Je vous épargne notre stupéfaction et je me bornerai à remarquer qu’en un instant, notre joie de vivre était revenue ! Bien sûr, la douleur n’a pas disparu et subsistera jusqu’à la venue du Machia’h et la résurrection des êtres qui nous sont chers. Mais, d’un coup, tout notre intérêt se portait sur l’enfant qui allait naître et qui serait certainement une fille - comme le Rabbi l’avait laissé entendre ! Bêtement, nous n’avions pas compris que le Rabbi nous avait, de fait, bénis bien au-delà de nos espoirs les plus fous !

La grossesse ne se passa pas facilement. L’un après l’autre, les différents médecins consultés prévoyaient qu’elle n’irait pas à son terme. Nous sommes retournés chez le Rabbi pour lui annoncer la nouvelle, le remercier et lui demander comment agir par rapport à tous ces pronostics pessimistes. Il répondit : « Il vaut mieux aller dans la galerie des femmes (à la synagogue) et réciter des Tehilim (Psaumes) plutôt que de perdre son temps chez les médecins ! ». Et il nous remit un dollar supplémentaire pour « la naissance en son temps et facilement ».

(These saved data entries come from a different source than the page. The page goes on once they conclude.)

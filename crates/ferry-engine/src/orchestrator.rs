//! The four top-level migration commands.

use crate::context::MigrationContext;
use crate::error::{EngineError, EngineResult};
use crate::executor::{BatchReport, BatchStrategy, Executor};
use crate::reconcile::{ReconcileReport, Reconciler};
use ferry_core::{Direction, MigrationRecord};
use ferry_ledger::{LedgerError, SortOrder};

/// Result of `up`
#[derive(Debug)]
pub struct UpSummary {
    pub reconcile: ReconcileReport,
    /// Upgrades applied by this run, oldest first
    pub applied: Vec<MigrationRecord>,
}

/// Result of `down`
#[derive(Debug)]
pub struct DownSummary {
    /// The upgrade that was current before the revert
    pub reverted_from: MigrationRecord,
    /// The downgrade record, now processed
    pub downgrade: MigrationRecord,
}

/// Composes reconciliation, execution and ledger queries into commands
pub struct Orchestrator<'a> {
    ctx: &'a MigrationContext,
}

impl<'a> Orchestrator<'a> {
    pub fn new(ctx: &'a MigrationContext) -> Self {
        Self { ctx }
    }

    /// The current version, or `None` when no upgrade is applied
    pub async fn version(&self) -> EngineResult<Option<MigrationRecord>> {
        match self.ctx.ledger.current_version(self.ctx.version_order).await {
            Ok(record) => Ok(Some(record)),
            Err(LedgerError::NotFound(_)) => Ok(None),
            Err(e) => Err(e.into()),
        }
    }

    /// Register new files, then apply every outstanding upgrade oldest first.
    ///
    /// Stops at the first failing upgrade.
    pub async fn up(&self) -> EngineResult<UpSummary> {
        let reconcile = Reconciler::new(self.ctx)
            .reconcile(self.ctx.migrations_dir())
            .await?;

        let outstanding = self
            .ctx
            .ledger
            .fetch_outstanding(Direction::Upgrade, SortOrder::Ascending)
            .await?;
        if outstanding.is_empty() {
            log::info!("No outstanding upgrades");
        }

        let report = Executor::new(self.ctx)
            .apply_batch(&outstanding, BatchStrategy::FailFast)
            .await?;

        Ok(UpSummary {
            reconcile,
            applied: report.applied,
        })
    }

    /// Revert the current version with its registered downgrade
    pub async fn down(&self) -> EngineResult<DownSummary> {
        let current = self
            .version()
            .await?
            .ok_or(EngineError::NoCurrentVersion)?;
        log::debug!("down: current version is {}", current.version);

        let downgrade = self
            .ctx
            .ledger
            .fetch_outstanding_by_version(current.version, Direction::Downgrade)
            .await?;
        let downgrade = Executor::new(self.ctx).apply_one(&downgrade).await?;

        Ok(DownSummary {
            reverted_from: current,
            downgrade,
        })
    }

    /// Apply every outstanding downgrade newest first, continuing past failures
    pub async fn reset(&self) -> EngineResult<BatchReport> {
        let outstanding = self
            .ctx
            .ledger
            .fetch_outstanding(Direction::Downgrade, SortOrder::Descending)
            .await?;
        let report = Executor::new(self.ctx)
            .apply_batch(&outstanding, BatchStrategy::BestEffort)
            .await?;

        for failure in &report.failures {
            log::warn!(
                "reset: {} was not reverted: {}",
                failure.record.source_path,
                failure.error
            );
        }
        Ok(report)
    }
}

#[cfg(test)]
#[path = "orchestrator_test.rs"]
mod tests;
//! Ledger table definitions.
//!
//! The `(version, direction)` uniqueness and the "unprocessed records are
//! neither succeeded nor failed" rule are enforced by the table itself, not
//! only by the code that writes it.

use ferry_core::VersionOrder;

/// DuckDB: surrogate ids come from a sequence.
pub(crate) const DUCKDB_SCHEMA: &str = "
CREATE SEQUENCE IF NOT EXISTS schema_migrations_id_seq START 1;
CREATE TABLE IF NOT EXISTS schema_migrations (
    id                BIGINT PRIMARY KEY DEFAULT nextval('schema_migrations_id_seq'),
    version           BIGINT NOT NULL CHECK (version >= 0),
    description       VARCHAR NOT NULL,
    direction         VARCHAR NOT NULL CHECK (direction IN ('UPGRADE', 'DOWNGRADE')),
    source_path       VARCHAR NOT NULL,
    content           VARCHAR NOT NULL,
    fingerprint       VARCHAR NOT NULL,
    execution_seconds BIGINT NOT NULL DEFAULT 0 CHECK (execution_seconds >= 0),
    processed         BOOLEAN NOT NULL DEFAULT FALSE,
    succeeded         BOOLEAN NOT NULL DEFAULT FALSE,
    error_message     VARCHAR,
    created_at        TIMESTAMP NOT NULL DEFAULT now(),
    updated_at        TIMESTAMP NOT NULL DEFAULT now(),
    UNIQUE (version, direction),
    CHECK (processed OR (NOT succeeded AND error_message IS NULL))
);
";

/// PostgreSQL: surrogate ids come from BIGSERIAL.
pub(crate) const POSTGRES_SCHEMA: &str = "
CREATE TABLE IF NOT EXISTS schema_migrations (
    id                BIGSERIAL PRIMARY KEY,
    version           BIGINT NOT NULL CHECK (version >= 0),
    description       TEXT NOT NULL,
    direction         TEXT NOT NULL CHECK (direction IN ('UPGRADE', 'DOWNGRADE')),
    source_path       TEXT NOT NULL,
    content           TEXT NOT NULL,
    fingerprint       TEXT NOT NULL,
    execution_seconds BIGINT NOT NULL DEFAULT 0 CHECK (execution_seconds >= 0),
    processed         BOOLEAN NOT NULL DEFAULT FALSE,
    succeeded         BOOLEAN NOT NULL DEFAULT FALSE,
    error_message     TEXT,
    created_at        TIMESTAMPTZ NOT NULL DEFAULT now(),
    updated_at        TIMESTAMPTZ NOT NULL DEFAULT now(),
    CONSTRAINT schema_migrations_version_direction_key UNIQUE (version, direction),
    CONSTRAINT schema_migrations_outcome_check
        CHECK (processed OR (NOT succeeded AND error_message IS NULL))
);
CREATE INDEX IF NOT EXISTS schema_migrations_source_path_idx
    ON schema_migrations (source_path);
";

/// Id of the successfully applied upgrade that defines the current version.
///
/// `u` is the candidate upgrade; a succeeded downgrade of the same version
/// marks it as reverted. Yields no row when nothing qualifies.
pub(crate) fn current_version_id_query(order: VersionOrder) -> String {
    let order_by = match order {
        VersionOrder::Insertion => "u.id DESC",
        VersionOrder::Numeric => "u.version DESC, u.id DESC",
    };
    format!(
        "SELECT u.id FROM schema_migrations u \
         WHERE u.direction = 'UPGRADE' AND u.succeeded \
         AND NOT EXISTS (\
             SELECT 1 FROM schema_migrations d \
             WHERE d.direction = 'DOWNGRADE' AND d.version = u.version AND d.succeeded\
         ) \
         ORDER BY {order_by} LIMIT 1"
    )
}

#[cfg(test)]
mod tests {
    use super::*;

    #[test]
    fn test_current_version_query_ordering() {
        assert!(current_version_id_query(VersionOrder::Insertion).contains("ORDER BY u.id DESC"));
        assert!(current_version_id_query(VersionOrder::Numeric)
            .contains("ORDER BY u.version DESC, u.id DESC"));
    }
}
//! Ferry CLI - versioned, reversible SQL schema migrations

use anyhow::Result;
use clap::Parser;

mod cli;
mod commands;
mod context;

use cli::{Cli, Commands};
use commands::common::ExitCode;
use commands::{down, reset, up, version};

#[tokio::main]
async fn main() {
    let cli = Cli::parse();
    init_logging(cli.global.verbose);

    if let Err(err) = run(&cli).await {
        if let Some(ExitCode(code)) = err.downcast_ref::<ExitCode>() {
            std::process::exit(*code);
        }
        eprintln!("Error: {err:#}");
        std::process::exit(1);
    }
}

async fn run(cli: &Cli) -> Result<()> {
    match &cli.command {
        Commands::Up => up::execute(&cli.global).await,
        Commands::Down => down::execute(&cli.global).await,
        Commands::Reset => reset::execute(&cli.global).await,
        Commands::Version(args) => version::execute(args, &cli.global).await,
    }
}

/// `info` by default, `debug` with `--verbose`; `RUST_LOG` overrides both
fn init_logging(verbose: bool) {
    let default_level = if verbose { "debug" } else { "info" };
    env_logger::Builder::from_env(env_logger::Env::default().default_filter_or(default_level))
        .format_target(false)
        .init();
}
//! Runtime context for CLI commands

use anyhow::{Context, Result};
use ferry_core::{Config, DbType};
use ferry_db::{Database, DuckDbBackend, PostgresBackend};
use ferry_engine::MigrationContext;
use ferry_ledger::{DuckDbLedger, Ledger, PgLedger};
use std::path::Path;
use std::sync::Arc;

use crate::cli::{DbTypeArg, GlobalArgs};

/// A connected, health-checked migration context built from the effective
/// configuration
pub struct RuntimeContext {
    /// Collaborators handed to the engine
    pub migration: MigrationContext,
}

impl RuntimeContext {
    /// Load config, connect, check health and prepare the ledger table
    pub async fn new(global: &GlobalArgs) -> Result<Self> {
        let config = load_config(global)?;
        log::info!(
            "Using {} with migrations from {} (version order: {})",
            config.database.describe(),
            config.migrations_path,
            config.version_order
        );

        let (db, ledger) = connect(&config).await?;
        db.health_check()
            .await
            .context("Database health check failed")?;
        ledger
            .ensure_schema()
            .await
            .context("Failed to create the schema_migrations table")?;

        let migration = MigrationContext::new(db, ledger, &config.migrations_path)
            .with_version_order(config.version_order);
        Ok(Self { migration })
    }
}

/// Resolve the effective configuration: file (or defaults), then flags
pub(crate) fn load_config(global: &GlobalArgs) -> Result<Config> {
    let mut config = match &global.config {
        Some(path) => {
            Config::load(Path::new(path)).context("Failed to load configuration file")?
        }
        None => Config::discover(Path::new(".")).context("Failed to load configuration")?,
    };
    apply_overrides(&mut config, global);
    config.validate().context("Invalid configuration")?;
    Ok(config)
}

fn apply_overrides(config: &mut Config, global: &GlobalArgs) {
    if let Some(dir) = &global.migrations_dir {
        config.migrations_path = dir.clone();
    }
    if let Some(db_type) = global.db_type {
        config.database.db_type = match db_type {
            DbTypeArg::Duckdb => DbType::DuckDb,
            DbTypeArg::Postgres => DbType::Postgres,
        };
    }
    if let Some(target) = &global.target {
        config.database.path = target.clone();
    }
    if let Some(address) = &global.address {
        config.database.address = address.clone();
    }
    if let Some(name) = &global.database {
        config.database.name = name.clone();
    }
    if global.username.is_some() {
        config.database.username = global.username.clone();
    }
    if global.password.is_some() {
        config.database.password = global.password.clone();
    }
}

async fn connect(config: &Config) -> Result<(Arc<dyn Database>, Arc<dyn Ledger>)> {
    match config.database.db_type {
        DbType::DuckDb => {
            let backend = DuckDbBackend::new(&config.database.path)
                .context("Failed to open DuckDB database")?;
            let ledger: Arc<dyn Ledger> = Arc::new(DuckDbLedger::new(
                backend
                    .try_clone_connection()
                    .context("Failed to open ledger connection")?,
            ));
            let db: Arc<dyn Database> = Arc::new(backend);
            Ok((db, ledger))
        }
        DbType::Postgres => {
            let backend = PostgresBackend::connect(&config.database)
                .await
                .context("Failed to connect to PostgreSQL")?;
            let ledger: Arc<dyn Ledger> = Arc::new(PgLedger::new(backend.pool().clone()));
            let db: Arc<dyn Database> = Arc::new(backend);
            Ok((db, ledger))
        }
    }
}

Voilà ! Nous avions été largement remboursés des frais du voyage ! A partir de ce jour, Avigaïl passa chaque instant de libre à la synagogue pour réciter des Tehilim, même à notre retour en Israël dans la petite synagogue à côté de chez nous. Elle ne consulta plus aucun médecin et la naissance se déroula parfaitement !

Quand notre belle-fille vint lui rendre visite à la maternité, Avigaïl lui demanda gentiment de remettre le fameux dollar à son véritable récipiendaire, sa petite belle-sœur âgée de seulement deux jours - ce qu’elle fit avec plaisir !

Notre joie n’avait plus de limites, nous avons acheté une nouvelle poussette et nous avons promené fièrement notre fille dans le quartier, comme n’importe quel jeune couple. Nous l’avons nommée Sim’ha (la joie) car c’est vraiment la Sim’ha qui était réapparue dans notre famille !

Et, comme écrit plus haut, Moché et Avigaïl ont eu la joie, il y a quelques mois, d’amener Sim’ha sous le dais nuptial ! La boucle est bouclée !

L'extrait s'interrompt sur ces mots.